In an interesting rumination on Ben Smith’s take on digital media history, Traffic, Jeff Jarvis called Upworthy a “well-intentioned but ultimately corrupting startup … which ruined the internet and all of media with its invention, the you-won’t-believe-what-happened-next headline. The experience of being bombarded with manipulative ploys for attention was bad for users and the social networks had to downgrade it.”
Talk about unintended consequences! Amazingly, the science of clickbait at Upworthy has been made easy to study. A few weeks ago Nathan Matias uploaded the Upworthy Research Archive, “an open dataset of thousands of A/B tests of headlines”. What a whopping trove of randomized behavioral media data for research and education! Some results are reported here. (Matias is active on Mastodon @email@example.com, and so is Jarvis, @firstname.lastname@example.org.)
Back to Mastodon. Big development news: “Quote boosts, search, and groups are on their way.” Mozilla’s Mastodon instance is here, though it’s still a closed beta. Medium got on board, too, and so did Flipboard. WordPress is dropping Twitter social sharing and adding Mastodon.
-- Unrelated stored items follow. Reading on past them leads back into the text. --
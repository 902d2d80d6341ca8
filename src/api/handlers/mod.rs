use axum::{
    extract::{Path, State},
    http::{header, HeaderName, StatusCode},
    response::IntoResponse,
    Json,
};
use percent_encoding::{utf8_percent_encode, NON_ALPHANUMERIC};

use super::API_PREFIX;
use crate::db::Database;
use crate::error::{Error, ErrorKind};
use crate::models::*;
use crate::service::{MinionService, ParentService};

type HandlerError = (StatusCode, String);
type Created<T> = (StatusCode, [(HeaderName, String); 1], Json<T>);

// ============================================================
// Error Handling
// ============================================================

/// Map a core failure onto a status code.
///
/// Client errors carry their message. Store failures are logged in full
/// server-side and the client only sees a generic message.
fn error_response(e: Error) -> HandlerError {
    let status = match e.kind() {
        ErrorKind::NotFound => StatusCode::NOT_FOUND,
        ErrorKind::InvalidInput | ErrorKind::Conflict => StatusCode::BAD_REQUEST,
        ErrorKind::Store | ErrorKind::Unavailable => StatusCode::INTERNAL_SERVER_ERROR,
    };

    if e.is_client_error() {
        tracing::warn!("Rejected request: {}", e);
        return (status, e.to_string());
    }

    tracing::error!("Internal error: {}", e);
    (status, "Internal server error".to_string())
}

/// Path of a single record, with the name encoded as one path segment.
fn location(kind: &str, name: Option<&str>) -> String {
    let name = utf8_percent_encode(name.unwrap_or_default(), NON_ALPHANUMERIC);
    format!("{}/{}/{}", API_PREFIX, kind, name)
}

fn created<T>(location: String, element: T) -> Created<T> {
    (
        StatusCode::CREATED,
        [(header::LOCATION, location)],
        Json(element),
    )
}

// ============================================================
// Health
// ============================================================

pub async fn health() -> impl IntoResponse {
    Json(serde_json::json!({ "status": "ok" }))
}

// ============================================================
// Parents
// ============================================================

pub async fn list_parents(
    State(db): State<Database>,
) -> Result<Json<Vec<Parent>>, HandlerError> {
    let session = db.session().map_err(error_response)?;
    ParentService::new()
        .get(&session, None)
        .map(Json)
        .map_err(error_response)
}

pub async fn get_parent(
    State(db): State<Database>,
    Path(name): Path<String>,
) -> Result<Json<Vec<Parent>>, HandlerError> {
    let session = db.session().map_err(error_response)?;
    ParentService::new()
        .get(&session, Some(&name))
        .map(Json)
        .map_err(error_response)
}

pub async fn create_parent(
    State(db): State<Database>,
    Json(input): Json<Parent>,
) -> Result<Created<Parent>, HandlerError> {
    let mut session = db.session().map_err(error_response)?;
    let parent = ParentService::new()
        .create(&mut session, input)
        .map_err(error_response)?;
    let location = location("Parent", parent.name.as_deref());
    Ok(created(location, parent))
}

pub async fn update_parent(
    State(db): State<Database>,
    Path(name): Path<String>,
    Json(input): Json<Parent>,
) -> Result<Json<Parent>, HandlerError> {
    let mut session = db.session().map_err(error_response)?;
    ParentService::new()
        .update(&mut session, &name, input)
        .map(Json)
        .map_err(error_response)
}

pub async fn delete_all_parents(
    State(db): State<Database>,
) -> Result<StatusCode, HandlerError> {
    let mut session = db.session().map_err(error_response)?;
    ParentService::new()
        .delete(&mut session, None)
        .map(|_| StatusCode::NO_CONTENT)
        .map_err(error_response)
}

pub async fn delete_parent(
    State(db): State<Database>,
    Path(name): Path<String>,
) -> Result<StatusCode, HandlerError> {
    let mut session = db.session().map_err(error_response)?;
    ParentService::new()
        .delete(&mut session, Some(&name))
        .map(|_| StatusCode::NO_CONTENT)
        .map_err(error_response)
}

// ============================================================
// Minions
// ============================================================

pub async fn list_minions(
    State(db): State<Database>,
) -> Result<Json<Vec<Minion>>, HandlerError> {
    let session = db.session().map_err(error_response)?;
    MinionService::new()
        .get(&session, None)
        .map(Json)
        .map_err(error_response)
}

pub async fn get_minion(
    State(db): State<Database>,
    Path(name): Path<String>,
) -> Result<Json<Vec<Minion>>, HandlerError> {
    let session = db.session().map_err(error_response)?;
    MinionService::new()
        .get(&session, Some(&name))
        .map(Json)
        .map_err(error_response)
}

pub async fn create_minion(
    State(db): State<Database>,
    Json(input): Json<Minion>,
) -> Result<Created<Minion>, HandlerError> {
    let mut session = db.session().map_err(error_response)?;
    let minion = MinionService::new()
        .create(&mut session, input)
        .map_err(error_response)?;
    let location = location("Minion", minion.name.as_deref());
    Ok(created(location, minion))
}

pub async fn update_minion(
    State(db): State<Database>,
    Path(name): Path<String>,
    Json(input): Json<Minion>,
) -> Result<Json<Minion>, HandlerError> {
    let mut session = db.session().map_err(error_response)?;
    MinionService::new()
        .update(&mut session, &name, input)
        .map(Json)
        .map_err(error_response)
}

pub async fn delete_all_minions(
    State(db): State<Database>,
) -> Result<StatusCode, HandlerError> {
    let mut session = db.session().map_err(error_response)?;
    MinionService::new()
        .delete(&mut session, None)
        .map(|_| StatusCode::NO_CONTENT)
        .map_err(error_response)
}

pub async fn delete_minion(
    State(db): State<Database>,
    Path(name): Path<String>,
) -> Result<StatusCode, HandlerError> {
    let mut session = db.session().map_err(error_response)?;
    MinionService::new()
        .delete(&mut session, Some(&name))
        .map(|_| StatusCode::NO_CONTENT)
        .map_err(error_response)
}

#[cfg(test)]
mod tests {
    use super::*;

    #[test]
    fn test_location_encodes_name_segment() {
        assert_eq!(location("Parent", Some("P1")), "/api/v1/Parent/P1");
        assert_eq!(
            location("Parent", Some("test parent")),
            "/api/v1/Parent/test%20parent"
        );
        assert_eq!(location("Minion", Some("a/b")), "/api/v1/Minion/a%2Fb");
    }

    #[test]
    fn test_location_is_a_valid_header_for_control_characters() {
        let location = location("Parent", Some("line\nbreak"));
        assert_eq!(location, "/api/v1/Parent/line%0Abreak");
        assert!(axum::http::HeaderValue::from_str(&location).is_ok());
    }
}
use std::collections::BTreeSet;

use serde::{Deserialize, Serialize};

/// Wire representation of a parent.
///
/// `minion_names` is derived from the minions that reference this parent.
/// It is reported on every read and ignored on create and update.
#[derive(Debug, Clone, Default, PartialEq, Eq, Serialize, Deserialize)]
#[serde(rename_all = "camelCase")]
pub struct Parent {
    pub name: Option<String>,
    pub description: Option<String>,
    #[serde(default)]
    pub minion_names: BTreeSet<String>,
}

impl Parent {
    pub fn named(name: impl Into<String>) -> Self {
        Self {
            name: Some(name.into()),
            ..Self::default()
        }
    }

    pub fn with_description(mut self, description: impl Into<String>) -> Self {
        self.description = Some(description.into());
        self
    }
}
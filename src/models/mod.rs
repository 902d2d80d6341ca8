//! Wire-level models ("elements") exchanged with clients.
//!
//! Elements are built per request and never persisted directly. The stored
//! form lives in [`crate::db::entity`]; [`crate::convert`] maps between the two.
//!
//! - [`Parent`]: owns zero or more minions, reports their names.
//! - [`Minion`]: belongs to exactly one parent, referenced by the parent's name.

mod minion;
mod parent;

pub use minion::*;
pub use parent::*;
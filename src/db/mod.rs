pub mod entity;
pub mod repository;
mod schema;
mod session;

use std::path::PathBuf;
use std::sync::{Arc, Mutex};

use anyhow::{Context, Result};
use rusqlite::Connection;

pub use entity::{EntityKind, MinionEntity, ParentEntity, ParentRef, Record};
pub use repository::{MinionRepository, ParentRepository, Repository};
pub use session::{OnFailure, Session, UnitOfWork};

use crate::error::Error;

/// Shared handle to the store.
///
/// Cloning is cheap; all clones share one connection. A handle whose store
/// could not be opened stays usable as a value but refuses every session.
#[derive(Clone)]
pub struct Database {
    state: Arc<std::result::Result<Mutex<Connection>, String>>,
}

impl Database {
    pub fn open(path: PathBuf) -> Result<Self> {
        if let Some(parent) = path.parent() {
            std::fs::create_dir_all(parent).with_context(|| {
                format!("Failed to create data directory {}", parent.display())
            })?;
        }
        let conn = Connection::open(&path)
            .with_context(|| format!("Failed to open database {}", path.display()))?;
        conn.pragma_update(None, "journal_mode", "WAL")?;
        Self::from_connection(conn)
    }

    pub fn open_memory() -> Result<Self> {
        let conn = Connection::open_in_memory()?;
        Self::from_connection(conn)
    }

    /// Open the store and create its schema, degrading instead of failing.
    ///
    /// Any error is logged and yields an unavailable handle, so a server can
    /// keep running and answer every request with a failure.
    pub fn open_or_unavailable(path: PathBuf) -> Self {
        let location = path.display().to_string();
        let opened = Self::open(path).and_then(|db| {
            db.init_schema()?;
            Ok(db)
        });

        match opened {
            Ok(db) => {
                tracing::info!("Opened store at {}", location);
                db
            }
            Err(e) => {
                tracing::error!("Failed to initialize store at {}: {:#}", location, e);
                Self::unavailable(format!("{:#}", e))
            }
        }
    }

    pub fn unavailable(reason: impl Into<String>) -> Self {
        Self {
            state: Arc::new(Err(reason.into())),
        }
    }

    pub fn is_available(&self) -> bool {
        self.state.is_ok()
    }

    pub fn init_schema(&self) -> Result<()> {
        let session = self.session()?;
        schema::ensure_schema(session.conn())
    }

    /// Take the connection for one request scope.
    ///
    /// Sessions are exclusive: a second call blocks until the first session
    /// is dropped.
    pub fn session(&self) -> crate::error::Result<Session<'_>> {
        match self.state.as_ref() {
            Ok(conn) => conn
                .lock()
                .map(Session::new)
                .map_err(|_| Error::Unavailable("database lock poisoned".to_string())),
            Err(reason) => Err(Error::Unavailable(reason.clone())),
        }
    }

    fn from_connection(conn: Connection) -> Result<Self> {
        conn.pragma_update(None, "foreign_keys", "ON")?;
        Ok(Self {
            state: Arc::new(Ok(Mutex::new(conn))),
        })
    }
}

#[cfg(test)]
mod tests {
    use super::*;
    use crate::error::ErrorKind;

    #[test]
    fn test_unavailable_database_refuses_sessions() {
        let db = Database::unavailable("no disk");
        assert!(!db.is_available());

        let err = db.session().err().unwrap();
        assert_eq!(err.kind(), ErrorKind::Unavailable);
        assert!(err.to_string().contains("no disk"));
    }

    #[test]
    fn test_unopenable_path_degrades_to_unavailable() {
        let file = tempfile::NamedTempFile::new().unwrap();
        // The parent of this path is a regular file, so no directory can be made.
        let db = Database::open_or_unavailable(file.path().join("store.db"));

        assert!(!db.is_available());
        assert!(db.init_schema().is_err());
    }

    #[test]
    fn test_file_database_keeps_schema() {
        let dir = tempfile::tempdir().unwrap();
        let path = dir.path().join("nested").join("store.db");

        let db = Database::open_or_unavailable(path.clone());
        assert!(db.is_available());
        drop(db);

        let reopened = Database::open(path).unwrap();
        let session = reopened.session().unwrap();
        let tables: i32 = session
            .conn()
            .query_row(
                "SELECT COUNT(*) FROM sqlite_master WHERE type='table' AND name='minions'",
                [],
                |row| row.get(0),
            )
            .unwrap();
        assert_eq!(tables, 1);
    }
}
One thing I haven’t caught up on is my usual searching for articles on metascience. But here’s an interesting one from a while ago: What’s the difference between scoping and mapping reviews? Fiona Campbell and colleagues dig into the similarities and differences of “the Big Picture review family,” including evidence and gap maps. In part, the differences stem from their origins. Scoping is more narrative, it began in social sciences; mapping is more structured, and originated in the natural sciences.
This is pretty awesome – a website where you can enter your town (or one nearby if yours is as tiny as mine), and see the spot on a map hundreds of millions years ago (mine was under the ocean). With links to the flora and dinosaurs at different periods. Wow. That’s a helluva perspective.